__YOUR INSTRUCTIONS__. Each line below from the one containing "blend weight, 0..=255" through the one containing "let v2 = Vec3::new(fx - 1.0, field.sample(x" should be output exactly as it stands, and no other line should appear.

::: INPUT DATA :::

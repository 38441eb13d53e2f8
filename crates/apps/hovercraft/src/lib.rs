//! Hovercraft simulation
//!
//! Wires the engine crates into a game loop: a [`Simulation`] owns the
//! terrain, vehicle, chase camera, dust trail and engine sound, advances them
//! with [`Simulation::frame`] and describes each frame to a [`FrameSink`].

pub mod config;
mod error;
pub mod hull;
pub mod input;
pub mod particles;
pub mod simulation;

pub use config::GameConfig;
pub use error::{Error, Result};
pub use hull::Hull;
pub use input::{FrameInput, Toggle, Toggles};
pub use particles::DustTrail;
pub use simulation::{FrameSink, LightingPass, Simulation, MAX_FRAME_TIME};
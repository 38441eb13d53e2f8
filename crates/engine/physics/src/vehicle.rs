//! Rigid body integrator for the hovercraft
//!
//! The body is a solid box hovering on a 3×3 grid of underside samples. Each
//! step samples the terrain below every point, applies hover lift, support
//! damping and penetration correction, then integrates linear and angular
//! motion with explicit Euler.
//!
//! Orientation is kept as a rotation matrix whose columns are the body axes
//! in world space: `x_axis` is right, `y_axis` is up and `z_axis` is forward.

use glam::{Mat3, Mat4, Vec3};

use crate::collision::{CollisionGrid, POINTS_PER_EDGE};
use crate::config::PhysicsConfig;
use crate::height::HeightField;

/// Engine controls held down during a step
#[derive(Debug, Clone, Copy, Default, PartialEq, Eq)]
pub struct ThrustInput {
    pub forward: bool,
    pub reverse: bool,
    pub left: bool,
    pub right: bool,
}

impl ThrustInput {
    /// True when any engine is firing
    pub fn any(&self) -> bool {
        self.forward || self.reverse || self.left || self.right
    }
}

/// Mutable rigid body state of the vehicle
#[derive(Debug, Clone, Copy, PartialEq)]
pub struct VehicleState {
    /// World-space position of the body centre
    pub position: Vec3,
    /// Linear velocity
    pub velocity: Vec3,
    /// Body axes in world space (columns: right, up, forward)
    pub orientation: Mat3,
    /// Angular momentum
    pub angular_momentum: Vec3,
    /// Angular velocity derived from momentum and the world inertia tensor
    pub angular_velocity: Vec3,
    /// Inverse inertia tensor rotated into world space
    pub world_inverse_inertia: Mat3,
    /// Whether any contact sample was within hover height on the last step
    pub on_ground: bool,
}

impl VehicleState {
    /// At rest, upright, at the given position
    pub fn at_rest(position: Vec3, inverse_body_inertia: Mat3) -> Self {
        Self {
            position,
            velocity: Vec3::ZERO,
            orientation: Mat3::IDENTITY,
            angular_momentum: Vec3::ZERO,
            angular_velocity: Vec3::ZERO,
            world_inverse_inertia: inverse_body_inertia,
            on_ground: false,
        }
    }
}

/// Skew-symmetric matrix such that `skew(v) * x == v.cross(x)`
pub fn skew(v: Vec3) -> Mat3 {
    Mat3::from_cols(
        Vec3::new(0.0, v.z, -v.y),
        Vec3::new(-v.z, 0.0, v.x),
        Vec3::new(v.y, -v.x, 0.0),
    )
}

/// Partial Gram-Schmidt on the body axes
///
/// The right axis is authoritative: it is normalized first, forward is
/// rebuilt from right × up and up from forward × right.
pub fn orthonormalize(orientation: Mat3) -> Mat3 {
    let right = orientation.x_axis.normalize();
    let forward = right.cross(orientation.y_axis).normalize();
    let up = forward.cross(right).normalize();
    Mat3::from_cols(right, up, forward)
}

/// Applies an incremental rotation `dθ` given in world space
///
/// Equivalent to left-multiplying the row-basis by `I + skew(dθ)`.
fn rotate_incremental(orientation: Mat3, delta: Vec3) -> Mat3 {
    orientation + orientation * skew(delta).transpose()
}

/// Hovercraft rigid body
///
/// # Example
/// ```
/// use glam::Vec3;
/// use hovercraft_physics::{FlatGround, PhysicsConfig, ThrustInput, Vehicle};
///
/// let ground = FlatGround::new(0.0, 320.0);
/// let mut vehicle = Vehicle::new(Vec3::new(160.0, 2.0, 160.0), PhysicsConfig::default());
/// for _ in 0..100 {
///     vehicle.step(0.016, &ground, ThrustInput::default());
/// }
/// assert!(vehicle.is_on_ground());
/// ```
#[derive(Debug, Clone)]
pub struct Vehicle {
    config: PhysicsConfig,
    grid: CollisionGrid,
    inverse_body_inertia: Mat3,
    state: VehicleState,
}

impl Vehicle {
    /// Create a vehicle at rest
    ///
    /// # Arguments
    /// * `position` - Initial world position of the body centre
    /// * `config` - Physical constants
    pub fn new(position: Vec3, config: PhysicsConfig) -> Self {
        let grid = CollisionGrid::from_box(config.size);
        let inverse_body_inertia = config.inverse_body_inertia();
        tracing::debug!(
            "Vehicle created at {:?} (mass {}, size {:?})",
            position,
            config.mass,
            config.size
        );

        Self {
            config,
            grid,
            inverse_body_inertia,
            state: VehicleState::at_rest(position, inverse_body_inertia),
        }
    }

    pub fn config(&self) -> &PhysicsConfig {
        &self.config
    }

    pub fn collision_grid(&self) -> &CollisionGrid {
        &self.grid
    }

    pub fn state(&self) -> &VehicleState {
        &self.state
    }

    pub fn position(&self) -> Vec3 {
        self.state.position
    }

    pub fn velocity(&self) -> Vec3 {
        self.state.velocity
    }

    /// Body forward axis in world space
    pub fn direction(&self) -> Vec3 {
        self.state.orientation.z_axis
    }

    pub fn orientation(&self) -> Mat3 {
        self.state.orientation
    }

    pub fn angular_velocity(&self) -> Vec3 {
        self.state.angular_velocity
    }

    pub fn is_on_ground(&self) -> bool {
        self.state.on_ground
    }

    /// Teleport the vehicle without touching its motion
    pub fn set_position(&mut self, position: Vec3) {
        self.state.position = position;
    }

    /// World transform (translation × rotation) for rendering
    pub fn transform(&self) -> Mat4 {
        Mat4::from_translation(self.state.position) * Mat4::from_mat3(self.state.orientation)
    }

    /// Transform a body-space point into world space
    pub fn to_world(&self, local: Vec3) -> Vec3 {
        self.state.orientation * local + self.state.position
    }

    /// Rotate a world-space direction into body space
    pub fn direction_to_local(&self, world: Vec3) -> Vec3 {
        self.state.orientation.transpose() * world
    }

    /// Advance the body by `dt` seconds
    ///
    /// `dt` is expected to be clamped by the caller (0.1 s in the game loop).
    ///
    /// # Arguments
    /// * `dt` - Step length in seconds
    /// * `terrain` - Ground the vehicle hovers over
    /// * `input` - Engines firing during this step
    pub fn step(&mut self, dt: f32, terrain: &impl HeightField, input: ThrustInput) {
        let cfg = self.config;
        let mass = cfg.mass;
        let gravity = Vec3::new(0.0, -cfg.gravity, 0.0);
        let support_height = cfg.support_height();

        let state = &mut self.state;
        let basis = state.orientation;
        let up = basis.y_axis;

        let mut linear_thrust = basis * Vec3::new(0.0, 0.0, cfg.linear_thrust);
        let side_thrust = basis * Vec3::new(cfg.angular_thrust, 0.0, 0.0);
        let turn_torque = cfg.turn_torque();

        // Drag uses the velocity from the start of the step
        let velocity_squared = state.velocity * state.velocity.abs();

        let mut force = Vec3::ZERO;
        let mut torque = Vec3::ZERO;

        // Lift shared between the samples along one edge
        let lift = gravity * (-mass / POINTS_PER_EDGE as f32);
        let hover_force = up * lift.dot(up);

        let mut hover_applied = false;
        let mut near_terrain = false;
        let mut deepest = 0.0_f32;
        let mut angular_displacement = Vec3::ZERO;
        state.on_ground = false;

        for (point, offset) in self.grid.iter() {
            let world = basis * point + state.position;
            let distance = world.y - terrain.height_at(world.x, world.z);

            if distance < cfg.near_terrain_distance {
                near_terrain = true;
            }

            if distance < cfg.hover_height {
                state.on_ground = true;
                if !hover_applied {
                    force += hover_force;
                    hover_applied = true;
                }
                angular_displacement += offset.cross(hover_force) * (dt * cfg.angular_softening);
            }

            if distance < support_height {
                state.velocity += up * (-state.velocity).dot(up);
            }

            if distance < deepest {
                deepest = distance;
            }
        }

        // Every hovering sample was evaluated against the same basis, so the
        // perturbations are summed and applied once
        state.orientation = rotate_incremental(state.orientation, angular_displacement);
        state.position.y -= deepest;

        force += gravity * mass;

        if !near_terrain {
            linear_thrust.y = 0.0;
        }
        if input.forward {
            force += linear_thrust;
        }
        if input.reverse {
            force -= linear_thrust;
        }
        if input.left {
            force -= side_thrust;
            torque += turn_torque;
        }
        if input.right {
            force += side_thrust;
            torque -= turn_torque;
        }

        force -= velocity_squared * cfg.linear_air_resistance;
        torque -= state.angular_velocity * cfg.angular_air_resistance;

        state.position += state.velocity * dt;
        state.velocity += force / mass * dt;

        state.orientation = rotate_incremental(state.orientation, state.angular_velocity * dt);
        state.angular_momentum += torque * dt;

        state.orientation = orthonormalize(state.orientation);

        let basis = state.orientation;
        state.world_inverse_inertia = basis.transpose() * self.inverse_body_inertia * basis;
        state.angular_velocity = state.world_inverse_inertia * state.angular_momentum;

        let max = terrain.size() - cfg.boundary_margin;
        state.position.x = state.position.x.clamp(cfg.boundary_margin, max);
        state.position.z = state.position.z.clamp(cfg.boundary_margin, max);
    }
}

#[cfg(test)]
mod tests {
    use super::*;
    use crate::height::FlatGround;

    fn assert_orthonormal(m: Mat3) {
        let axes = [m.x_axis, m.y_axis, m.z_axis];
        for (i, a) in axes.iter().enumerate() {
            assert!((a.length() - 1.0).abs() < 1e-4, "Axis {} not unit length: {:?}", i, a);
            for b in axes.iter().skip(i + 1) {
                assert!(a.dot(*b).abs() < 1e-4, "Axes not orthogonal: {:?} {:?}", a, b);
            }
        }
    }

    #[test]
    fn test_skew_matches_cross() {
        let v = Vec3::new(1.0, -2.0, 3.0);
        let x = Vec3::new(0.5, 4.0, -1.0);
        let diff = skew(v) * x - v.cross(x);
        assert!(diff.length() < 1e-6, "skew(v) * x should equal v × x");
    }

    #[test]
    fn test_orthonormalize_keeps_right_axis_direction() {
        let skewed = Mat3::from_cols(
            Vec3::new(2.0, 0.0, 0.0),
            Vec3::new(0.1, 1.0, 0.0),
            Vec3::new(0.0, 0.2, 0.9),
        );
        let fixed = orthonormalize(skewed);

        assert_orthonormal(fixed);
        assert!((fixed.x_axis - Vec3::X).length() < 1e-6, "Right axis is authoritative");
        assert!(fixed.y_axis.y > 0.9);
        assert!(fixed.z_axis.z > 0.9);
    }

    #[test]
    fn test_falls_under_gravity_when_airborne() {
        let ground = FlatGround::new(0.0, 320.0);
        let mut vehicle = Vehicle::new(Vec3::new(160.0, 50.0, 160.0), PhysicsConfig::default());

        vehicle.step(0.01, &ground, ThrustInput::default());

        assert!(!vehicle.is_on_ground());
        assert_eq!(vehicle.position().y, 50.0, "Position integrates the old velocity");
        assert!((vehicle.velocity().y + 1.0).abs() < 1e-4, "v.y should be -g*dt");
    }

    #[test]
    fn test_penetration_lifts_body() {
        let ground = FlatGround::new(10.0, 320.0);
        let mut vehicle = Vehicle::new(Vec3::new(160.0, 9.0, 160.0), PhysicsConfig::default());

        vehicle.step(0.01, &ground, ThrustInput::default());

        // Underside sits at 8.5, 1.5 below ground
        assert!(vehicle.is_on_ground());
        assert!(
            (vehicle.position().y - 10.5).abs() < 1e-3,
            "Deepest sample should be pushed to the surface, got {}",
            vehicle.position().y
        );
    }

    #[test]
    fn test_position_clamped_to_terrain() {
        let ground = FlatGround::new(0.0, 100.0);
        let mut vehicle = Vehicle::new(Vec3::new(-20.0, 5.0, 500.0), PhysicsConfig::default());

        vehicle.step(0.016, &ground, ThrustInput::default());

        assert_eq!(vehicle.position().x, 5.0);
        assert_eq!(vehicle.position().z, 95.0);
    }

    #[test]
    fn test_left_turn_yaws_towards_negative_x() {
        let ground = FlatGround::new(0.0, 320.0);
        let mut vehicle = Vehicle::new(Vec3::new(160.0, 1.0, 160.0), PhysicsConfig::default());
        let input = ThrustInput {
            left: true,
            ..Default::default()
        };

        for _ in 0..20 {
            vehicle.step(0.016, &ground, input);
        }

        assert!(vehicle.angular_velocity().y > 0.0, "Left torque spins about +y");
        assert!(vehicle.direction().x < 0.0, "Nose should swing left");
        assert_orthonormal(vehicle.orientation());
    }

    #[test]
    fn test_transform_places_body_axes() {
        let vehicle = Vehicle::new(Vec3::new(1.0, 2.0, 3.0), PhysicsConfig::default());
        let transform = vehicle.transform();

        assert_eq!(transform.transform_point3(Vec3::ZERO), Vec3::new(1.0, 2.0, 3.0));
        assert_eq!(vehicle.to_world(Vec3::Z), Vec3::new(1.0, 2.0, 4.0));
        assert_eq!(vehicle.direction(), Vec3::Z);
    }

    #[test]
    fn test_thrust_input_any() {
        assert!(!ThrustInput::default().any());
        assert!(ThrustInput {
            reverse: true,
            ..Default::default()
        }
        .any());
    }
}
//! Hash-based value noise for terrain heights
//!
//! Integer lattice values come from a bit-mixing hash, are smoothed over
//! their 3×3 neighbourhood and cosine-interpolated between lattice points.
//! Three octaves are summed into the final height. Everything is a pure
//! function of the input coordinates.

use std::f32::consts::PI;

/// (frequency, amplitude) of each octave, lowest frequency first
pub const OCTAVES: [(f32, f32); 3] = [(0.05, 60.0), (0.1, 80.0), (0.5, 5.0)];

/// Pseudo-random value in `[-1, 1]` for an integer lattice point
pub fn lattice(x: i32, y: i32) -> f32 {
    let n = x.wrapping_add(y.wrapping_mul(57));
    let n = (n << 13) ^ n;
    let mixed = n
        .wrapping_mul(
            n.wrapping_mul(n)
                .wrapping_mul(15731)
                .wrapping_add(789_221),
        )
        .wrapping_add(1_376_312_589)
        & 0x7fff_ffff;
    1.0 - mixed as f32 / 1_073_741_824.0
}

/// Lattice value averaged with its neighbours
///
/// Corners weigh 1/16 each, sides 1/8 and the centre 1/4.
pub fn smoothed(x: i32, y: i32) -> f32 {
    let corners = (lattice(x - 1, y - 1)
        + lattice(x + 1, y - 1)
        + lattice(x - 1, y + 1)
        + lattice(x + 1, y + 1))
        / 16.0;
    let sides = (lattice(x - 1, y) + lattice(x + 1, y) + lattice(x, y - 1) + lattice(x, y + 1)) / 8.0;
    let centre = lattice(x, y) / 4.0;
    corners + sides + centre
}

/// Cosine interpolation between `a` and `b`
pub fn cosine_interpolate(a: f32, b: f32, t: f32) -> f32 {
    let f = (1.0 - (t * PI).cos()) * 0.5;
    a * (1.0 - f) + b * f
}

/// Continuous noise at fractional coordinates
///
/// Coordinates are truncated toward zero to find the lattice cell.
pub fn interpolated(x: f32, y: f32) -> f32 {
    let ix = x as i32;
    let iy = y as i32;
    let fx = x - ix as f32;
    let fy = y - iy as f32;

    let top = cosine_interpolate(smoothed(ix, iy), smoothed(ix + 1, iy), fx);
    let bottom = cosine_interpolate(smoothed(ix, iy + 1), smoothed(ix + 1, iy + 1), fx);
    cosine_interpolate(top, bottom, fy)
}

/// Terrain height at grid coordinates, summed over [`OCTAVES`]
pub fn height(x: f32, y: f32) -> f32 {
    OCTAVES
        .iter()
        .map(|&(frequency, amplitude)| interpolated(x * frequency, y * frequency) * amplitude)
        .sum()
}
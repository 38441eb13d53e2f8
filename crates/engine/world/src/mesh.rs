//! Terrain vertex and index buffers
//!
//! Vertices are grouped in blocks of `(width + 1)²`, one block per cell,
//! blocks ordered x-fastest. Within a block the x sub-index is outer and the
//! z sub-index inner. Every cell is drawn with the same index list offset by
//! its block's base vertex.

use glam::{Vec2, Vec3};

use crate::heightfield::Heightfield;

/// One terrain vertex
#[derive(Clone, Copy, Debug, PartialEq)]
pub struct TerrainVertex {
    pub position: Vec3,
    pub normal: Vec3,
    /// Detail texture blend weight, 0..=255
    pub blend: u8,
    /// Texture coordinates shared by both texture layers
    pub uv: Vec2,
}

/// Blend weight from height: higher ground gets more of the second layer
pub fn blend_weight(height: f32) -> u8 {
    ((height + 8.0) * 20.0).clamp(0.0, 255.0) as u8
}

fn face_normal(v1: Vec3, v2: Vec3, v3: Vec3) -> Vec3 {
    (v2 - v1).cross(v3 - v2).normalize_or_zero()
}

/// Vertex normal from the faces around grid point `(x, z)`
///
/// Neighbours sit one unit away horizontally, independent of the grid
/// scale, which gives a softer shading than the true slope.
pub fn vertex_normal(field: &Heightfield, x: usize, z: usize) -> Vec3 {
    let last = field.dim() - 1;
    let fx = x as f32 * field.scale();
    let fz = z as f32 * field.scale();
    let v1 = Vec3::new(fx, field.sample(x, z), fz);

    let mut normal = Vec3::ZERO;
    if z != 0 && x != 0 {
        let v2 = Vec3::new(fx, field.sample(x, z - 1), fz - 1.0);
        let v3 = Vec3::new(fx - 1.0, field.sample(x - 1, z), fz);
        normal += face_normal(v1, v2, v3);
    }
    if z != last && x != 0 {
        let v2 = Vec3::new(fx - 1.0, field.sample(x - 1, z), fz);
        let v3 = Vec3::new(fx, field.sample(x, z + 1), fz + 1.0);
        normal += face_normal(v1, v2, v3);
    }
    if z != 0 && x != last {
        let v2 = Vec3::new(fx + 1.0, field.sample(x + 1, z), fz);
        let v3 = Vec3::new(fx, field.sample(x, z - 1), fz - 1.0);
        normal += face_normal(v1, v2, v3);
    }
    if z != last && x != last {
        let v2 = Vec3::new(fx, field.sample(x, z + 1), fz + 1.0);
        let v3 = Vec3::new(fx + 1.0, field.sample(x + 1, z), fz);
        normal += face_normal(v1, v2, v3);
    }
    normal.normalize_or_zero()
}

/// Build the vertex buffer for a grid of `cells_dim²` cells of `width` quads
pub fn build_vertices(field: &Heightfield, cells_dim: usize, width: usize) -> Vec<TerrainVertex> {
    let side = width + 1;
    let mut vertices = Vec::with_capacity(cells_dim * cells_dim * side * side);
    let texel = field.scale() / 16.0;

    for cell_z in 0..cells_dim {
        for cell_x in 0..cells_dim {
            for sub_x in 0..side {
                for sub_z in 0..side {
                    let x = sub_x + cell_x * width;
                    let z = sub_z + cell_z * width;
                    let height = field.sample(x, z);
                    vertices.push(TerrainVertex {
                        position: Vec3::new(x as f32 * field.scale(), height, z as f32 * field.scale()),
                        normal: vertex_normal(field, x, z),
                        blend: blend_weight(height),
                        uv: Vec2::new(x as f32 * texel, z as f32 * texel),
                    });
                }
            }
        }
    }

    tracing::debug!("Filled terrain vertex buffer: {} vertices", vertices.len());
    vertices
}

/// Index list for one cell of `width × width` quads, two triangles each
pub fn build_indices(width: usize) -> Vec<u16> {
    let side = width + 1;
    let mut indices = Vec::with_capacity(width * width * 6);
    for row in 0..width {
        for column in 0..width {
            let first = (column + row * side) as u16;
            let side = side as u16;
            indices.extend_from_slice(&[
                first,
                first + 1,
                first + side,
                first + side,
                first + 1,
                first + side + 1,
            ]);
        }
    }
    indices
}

:::

__RESULT__.
    /// Detail texture blend weight, 0..=255
    pub blend: u8,
    /// Texture coordinates shared by both texture layers
    pub uv: Vec2,
}

/// Blend weight from height: higher ground gets more of the second layer
pub fn blend_weight(height: f32) -> u8 {
    ((height + 8.0) * 20.0).clamp(0.0, 255.0) as u8
}

fn face_normal(v1: Vec3, v2: Vec3, v3: Vec3) -> Vec3 {
    (v2 - v1).cross(v3 - v2).normalize_or_zero()
}

/// Vertex normal from the faces around grid point `(x, z)`
///
/// Neighbours sit one unit away horizontally, independent of the grid
/// scale, which gives a softer shading than the true slope.
pub fn vertex_normal(field: &Heightfield, x: usize, z: usize) -> Vec3 {
    let last = field.dim() - 1;
    let fx = x as f32 * field.scale();
    let fz = z as f32 * field.scale();
    let v1 = Vec3::new(fx, field.sample(x, z), fz);

    let mut normal = Vec3::ZERO;
    if z != 0 && x != 0 {
        let v2 = Vec3::new(fx, field.sample(x, z - 1), fz - 1.0);
        let v3 = Vec3::new(fx - 1.0, field.sample(x - 1, z), fz);
        normal += face_normal(v1, v2, v3);
    }
    if z != last && x != 0 {
        let v2 = Vec3::new(fx - 1.0, field.sample(x - 1, z), fz);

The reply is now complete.